The Court finds, as a general matter, that: (1) some courts have carved out a narrow exception to the ERISA standing requirement by granting standing to healthcare providers to whom a beneficiary has assigned his claim in exchange for health care, [3] (2) notwithstanding a valid assignment, some courts have found that a healthcare provider lacks standing where the underlying ERISA plan contains an anti-assignment provision, [4] and (3) an anti-assignment clause may be waived by, inter alia, a course of dealing.[5]

The Court further concludes that paragraph five (5) of Plaintiff's Complaint, coupled with the actual assignment document, attached as Exhibit A to the Complaint, are arguably sufficient to establish Plaintiff's derivative standing by assignment to bring a claim under ERISA.[6] Having said that, the Court finds that Plaintiff's Complaint, as currently drafted, fails to state a viable claim under ERISA inasmuch as Plaintiff's standing is premised entirely on the plan participant's assignment of rights, but evidence in the record demonstrates that the ERISA plan at issue contained an anti-assignment provision. Plaintiff does not dispute this; rather, Plaintiff argues that Defendant has waived its ability to rely on this provision by virtue of the parties' course of dealing. But Plaintiff's Complaint, as currently drafted, contains no facts, whatsoever, to support a theory of waiver. By comparison, in Premier Health, the Court noted that:

[T]he Amended Complaint alleges a course of conduct beyond direct reimbursement for medical services. Indeed, the Amended Complaint describes regular interaction between United and Premier prior to and after claim forms were submitted, without mention of United's invocation of the anti-assignment clause. (See AC ¶¶ 6-7, 13-20, 27-34). Such conduct includes: letters from Health Net notifying Premier of overpayments, demanding a refund, and notifying Premier of the proper procedure to dispute Health Net's decision (id. ¶ 27-28); telephone calls between Health Net and Premier about Premier's appeals (id. ¶ 31); and communications with Premier via e-mail regarding recoupments for the overpayments. (Id. ¶ 32-33). Such actions impede United or Health Net's ability to rely on the anti-assignment provision to challenge Premier's standing.

Premier, 2012 WL 1135608, at *10. No such allegations are present here. Moreover, in opposition to Defendant's motion, Plaintiff relies exclusively on a single letter sent from Plaintiff to Defendant, dated March 22, 2011. The Court has carefully reviewed this letter and finds that-without more-it fails to rise to the level of establishing a "course of dealing" between Plaintiff and Defendant that would support a theory of waiver in this context. Thus, based on the current record, Plaintiff has failed to meet its burden of establishing standing to sue under ERISA.
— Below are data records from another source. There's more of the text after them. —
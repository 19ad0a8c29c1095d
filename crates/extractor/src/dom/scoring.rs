// ABOUTME: Readability-style content scoring: per-node scores, top candidate and sibling merge.
// ABOUTME: Scores are stored by NodeId since scraper trees cannot carry extra attributes.

use std::collections::HashMap;

use ego_tree::NodeId;
use once_cell::sync::Lazy;
use regex::Regex;
use scraper::{ElementRef, Html, Selector};

use super::{element_text, has_sentence_end, link_density};

static PARAGRAPH_TAGS: Lazy<Regex> = Lazy::new(|| Regex::new(r"(?i)^(p|li|span|pre)$").unwrap());
static CONTAINER_TAGS: Lazy<Regex> =
    Lazy::new(|| Regex::new(r"(?i)^(td|blockquote|ol|ul|dl)$").unwrap());
static BAD_TAGS: Lazy<Regex> = Lazy::new(|| Regex::new(r"(?i)^(address|form)$").unwrap());
pub static NON_CANDIDATE_TAGS: Lazy<Regex> = Lazy::new(|| {
    Regex::new(r"(?i)^(br|b|i|label|hr|area|base|basefont|input|img|link|meta)$").unwrap()
});
static POSITIVE_HINTS: Lazy<Regex> = Lazy::new(|| {
    Regex::new(r"(?i)article|articlecontent|instapaper_body|blog|body|content|entry-content-asset|entry|hentry|main|normal|page|pagination|permalink|post|story|text|[-_]copy").unwrap()
});
static NEGATIVE_HINTS: Lazy<Regex> = Lazy::new(|| {
    Regex::new(r"(?i)adbox|advert|author|bio|bookmark|bottom|byline|clear|com-|combx|comment|contact|credit|crumb|date|deck|excerpt|featured|foot|footer|footnote|graf|head|info|infotext|instapaper_ignore|jump|linebreak|link|masthead|media|meta|modal|outbrain|promo|pr_|related|respond|roundcontent|scroll|secondary|share|shopping|shoutbox|side|sidebar|sponsor|stamp|sub|summary|tags|tools|widget").unwrap()
});
static PHOTO_HINTS: Lazy<Regex> = Lazy::new(|| Regex::new(r"(?i)figure|photo|image|caption").unwrap());
static CONTENT_ASSET: Lazy<Regex> = Lazy::new(|| Regex::new(r"(?i)entry-content-asset").unwrap());

static PARAGRAPH_SELECTOR: Lazy<Selector> = Lazy::new(|| Selector::parse("p, pre").unwrap());
static ALL_SELECTOR: Lazy<Selector> = Lazy::new(|| Selector::parse("*").unwrap());
static BODY_SELECTOR: Lazy<Selector> = Lazy::new(|| Selector::parse("body").unwrap());

/// hNews (container, body) pairs whose container gets a strong boost.
const HNEWS_PAIRS: &[(&str, &str)] = &[
    (".hentry", ".entry-content"),
    (".entry", ".entry_content"),
    (".post", ".postbody"),
    (".post", ".post_body"),
    (".post", ".post-body"),
];

const HNEWS_BOOST: i32 = 80;

/// Content scores keyed by node.
pub type NodeScores = HashMap<NodeId, i32>;

/// Score a run of paragraph text: commas, 50-char chunks, short-text penalty.
fn paragraph_score(text: &str) -> i32 {
    let text = text.trim();
    if text.is_empty() {
        return 0;
    }

    let mut score = text.matches(',').count() as i32;
    score += (text.len() / 50) as i32;

    if text.len() < 20 {
        score -= 10;
    }
    if (50..=200).contains(&text.len()) {
        score += 5;
    }
    score
}

/// Base score for an element by tag.
fn tag_score(element: &ElementRef) -> i32 {
    let tag = element.value().name();

    if PARAGRAPH_TAGS.is_match(tag) {
        return paragraph_score(&element.text().collect::<String>());
    }
    if tag.eq_ignore_ascii_case("div") {
        return 5;
    }
    if CONTAINER_TAGS.is_match(tag) {
        return 3;
    }
    if BAD_TAGS.is_match(tag) {
        return -3;
    }
    if tag.eq_ignore_ascii_case("th") {
        return -5;
    }
    0
}

/// Weight derived from class and id hints.
pub fn class_weight(element: &ElementRef) -> i32 {
    let class = element.value().attr("class").unwrap_or("");
    let id = element.value().attr("id").unwrap_or("");
    let mut weight = 0;

    if !id.is_empty() {
        if POSITIVE_HINTS.is_match(id) {
            weight += 25;
        }
        if NEGATIVE_HINTS.is_match(id) {
            weight -= 25;
        }
    }

    if !class.is_empty() {
        // id hints win over class hints
        if weight == 0 {
            if POSITIVE_HINTS.is_match(class) {
                weight += 25;
            }
            if NEGATIVE_HINTS.is_match(class) {
                weight -= 25;
            }
        }
        if PHOTO_HINTS.is_match(class) {
            weight += 10;
        }
        if CONTENT_ASSET.is_match(class) {
            weight += 25;
        }
    }

    weight
}

struct Scorer {
    scores: NodeScores,
}

impl Scorer {
    fn get(&self, id: NodeId) -> i32 {
        self.scores.get(&id).copied().unwrap_or(0)
    }

    /// First touch of a node seeds it with tag + class weight and gives a
    /// quarter of that to its parent.
    fn seed(&mut self, element: &ElementRef) -> i32 {
        let existing = self.get(element.id());
        if existing != 0 {
            return existing;
        }
        let score = tag_score(element) + class_weight(element);
        if let Some(parent) = element.parent().and_then(ElementRef::wrap) {
            let bumped = self.get(parent.id()) + score / 4;
            self.scores.insert(parent.id(), bumped);
        }
        score
    }

    fn add(&mut self, element: &ElementRef, amount: i32) {
        let base = self.seed(element);
        self.scores.insert(element.id(), base + amount);
    }
}

/// Score every paragraph-bearing node of the document.
///
/// hNews containers are boosted first, then each `p`/`pre` is scored and its
/// score propagated in full to the parent and in half to the grandparent.
pub fn score_document(doc: &Html) -> NodeScores {
    let mut scorer = Scorer {
        scores: HashMap::new(),
    };

    for (container, body) in HNEWS_PAIRS {
        let (Ok(pair_sel), Ok(container_sel)) = (
            Selector::parse(&format!("{} {}", container, body)),
            Selector::parse(container),
        ) else {
            continue;
        };
        for element in doc.select(&pair_sel) {
            let owner = element
                .ancestors()
                .filter_map(ElementRef::wrap)
                .find(|a| container_sel.matches(a));
            if let Some(owner) = owner {
                scorer.add(&owner, HNEWS_BOOST);
            }
        }
    }

    for paragraph in doc.select(&PARAGRAPH_SELECTOR) {
        if scorer.scores.contains_key(&paragraph.id()) {
            continue;
        }
        let own = scorer.seed(&paragraph);
        scorer.scores.insert(paragraph.id(), own);

        let raw = tag_score(&paragraph);
        if let Some(parent) = paragraph.parent().and_then(ElementRef::wrap) {
            scorer.add(&parent, raw);
            if let Some(grandparent) = parent.parent().and_then(ElementRef::wrap) {
                scorer.add(&grandparent, raw / 2);
            }
        }
    }

    scorer.scores
}

/// Pick the highest scoring element, discounting link-heavy nodes.
///
/// `<body>` is only chosen when nothing else scored above zero.
pub fn top_candidate<'a>(doc: &'a Html, scores: &NodeScores) -> Option<(ElementRef<'a>, i32)> {
    let mut best: Option<(ElementRef<'a>, i32)> = None;

    for element in doc.select(&ALL_SELECTOR) {
        let Some(&score) = scores.get(&element.id()) else {
            continue;
        };
        let tag = element.value().name();
        if NON_CANDIDATE_TAGS.is_match(tag) || tag.eq_ignore_ascii_case("body") {
            continue;
        }
        if super::cleaners::is_unlikely_candidate(&element) {
            continue;
        }

        let density = link_density(&element);
        let adjusted = if density > 0.5 {
            (score as f64 * (1.0 - density)).round() as i32
        } else {
            score
        };

        if adjusted > best.as_ref().map_or(0, |(_, s)| *s) {
            best = Some((element, adjusted));
        }
    }

    best.or_else(|| doc.select(&BODY_SELECTOR).next().map(|body| (body, 0)))
}

/// Gather the candidate and any siblings that look like part of the same
/// article, returning their HTML in document order.
pub fn merge_siblings(candidate: ElementRef, top_score: i32, scores: &NodeScores) -> String {
    let Some(parent) = candidate.parent() else {
        return candidate.html();
    };

    let threshold = 10.max(top_score / 4);
    let candidate_class = candidate.value().attr("class").unwrap_or("");
    let mut included: Vec<ElementRef> = Vec::new();

    for sibling in parent.children().filter_map(ElementRef::wrap) {
        if sibling.id() == candidate.id() {
            included.push(sibling);
            continue;
        }
        if NON_CANDIDATE_TAGS.is_match(sibling.value().name()) {
            continue;
        }

        let score = scores.get(&sibling.id()).copied().unwrap_or(0);
        if score <= 0 {
            continue;
        }

        let density = link_density(&sibling);
        if density >= 0.5 {
            continue;
        }

        let mut bonus = 0;
        if density < 0.05 {
            bonus += 20;
        }
        let class = sibling.value().attr("class").unwrap_or("");
        if !class.is_empty() && class == candidate_class {
            bonus += top_score / 5;
        }

        if score + bonus >= threshold {
            included.push(sibling);
            continue;
        }

        if sibling.value().name().eq_ignore_ascii_case("p") {
            let text = element_text(&sibling);
            let long_and_clean = text.len() > 80 && density < 0.25;
            let short_sentence = text.len() <= 80 && density == 0.0 && has_sentence_end(&text);
            if long_and_clean || short_sentence {
                included.push(sibling);
            }
        }
    }

    if included.len() <= 1 {
        return candidate.html();
    }

    let mut out = String::from("<div>");
    for element in included {
        out.push_str(&element.html());
    }
    out.push_str("</div>");
    out
}

/// Score the document and return the merged HTML of the best candidate.
pub fn best_content(doc: &Html) -> Option<String> {
    let scores = score_document(doc);
    let (candidate, top_score) = top_candidate(doc, &scores)?;
    Some(merge_siblings(candidate, top_score, &scores))
}

#[cfg(test)]
mod tests {
    use super::*;

    #[test]
    fn paragraph_score_rewards_commas_and_length() {
        assert!(paragraph_score("Hi") < 0);
        let medium = "This is a medium length paragraph with some commas, and more text.";
        assert!(paragraph_score(medium) > 0);
        assert_eq!(paragraph_score("   "), 0);
    }

    #[test]
    fn class_weight_prefers_id_hints() {
        let doc = Html::parse_fragment(r#"<div class="sidebar" id="main">x</div>"#);
        let el = doc.select(&Selector::parse("div").unwrap()).next().unwrap();
        assert_eq!(class_weight(&el), 25);

        let doc = Html::parse_fragment(r#"<div class="comment-widget">x</div>"#);
        let el = doc.select(&Selector::parse("div").unwrap()).next().unwrap();
        assert!(class_weight(&el) < 0);
    }

    #[test]
    fn hnews_container_is_boosted() {
        let html = r#"<html><body>
            <div class="hentry" id="h"><div class="entry-content"><p>Short.</p></div></div>
        </body></html>"#;
        let doc = Html::parse_document(html);
        let scores = score_document(&doc);
        let hentry = doc.select(&Selector::parse("#h").unwrap()).next().unwrap();
        assert!(scores.get(&hentry.id()).copied().unwrap_or(0) >= HNEWS_BOOST);
    }

    #[test]
    fn best_content_picks_article_over_navigation() {
        let html = r#"
            <html><body>
                <div class="menu"><a href="/a">Home</a> <a href="/b">About</a></div>
                <div class="story">
                    <p>This is the main article content with multiple paragraphs, commas, and detail.</p>
                    <p>The second paragraph has more information, details, and context for readers.</p>
                    <p>A third paragraph rounds out the article nicely, with a final thought.</p>
                </div>
                <div class="sidebar">Sidebar content</div>
            </body></html>
        "#;
        let doc = Html::parse_document(html);
        let content = best_content(&doc).unwrap();
        assert!(content.contains("main article content"));
        assert!(!content.contains("Sidebar content"));
        assert!(!content.contains("Home"));
    }

    #[test]
    fn top_candidate_falls_back_to_body() {
        let doc = Html::parse_document("<html><body>bare text</body></html>");
        let scores = score_document(&doc);
        let (el, score) = top_candidate(&doc, &scores).unwrap();
        assert_eq!(el.value().name(), "body");
        assert_eq!(score, 0);
    }
}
However, in the interest of fairness, and based on the Court's inherent authority to manage its docket, the Court will allow Plaintiff to file an Amended Complaint that cures the deficiencies discussed herein, to the extent possible.[7] The Court finds this approach particularly fair given Plaintiff's representation that: (a) Defendant first raised the issue of the antiassignment provision only after this lawsuit was filed, and (b) Plaintiff received the relevant plan documents for the first time when it received Defendant's motion papers.

CONCLUSION

Based on the reasons set forth above, Defendant's motion to dismiss for lack of standing is granted, as is Plaintiff's motion to amend the Complaint. Plaintiff's Complaint is dismissed without prejudice. Plaintiff may file an Amended Complaint on or before August 23, 2013. Plaintiff's failure to do so will result in dismissal of Plaintiff's Complaint with prejudice.

An appropriate Order accompanies this Opinion.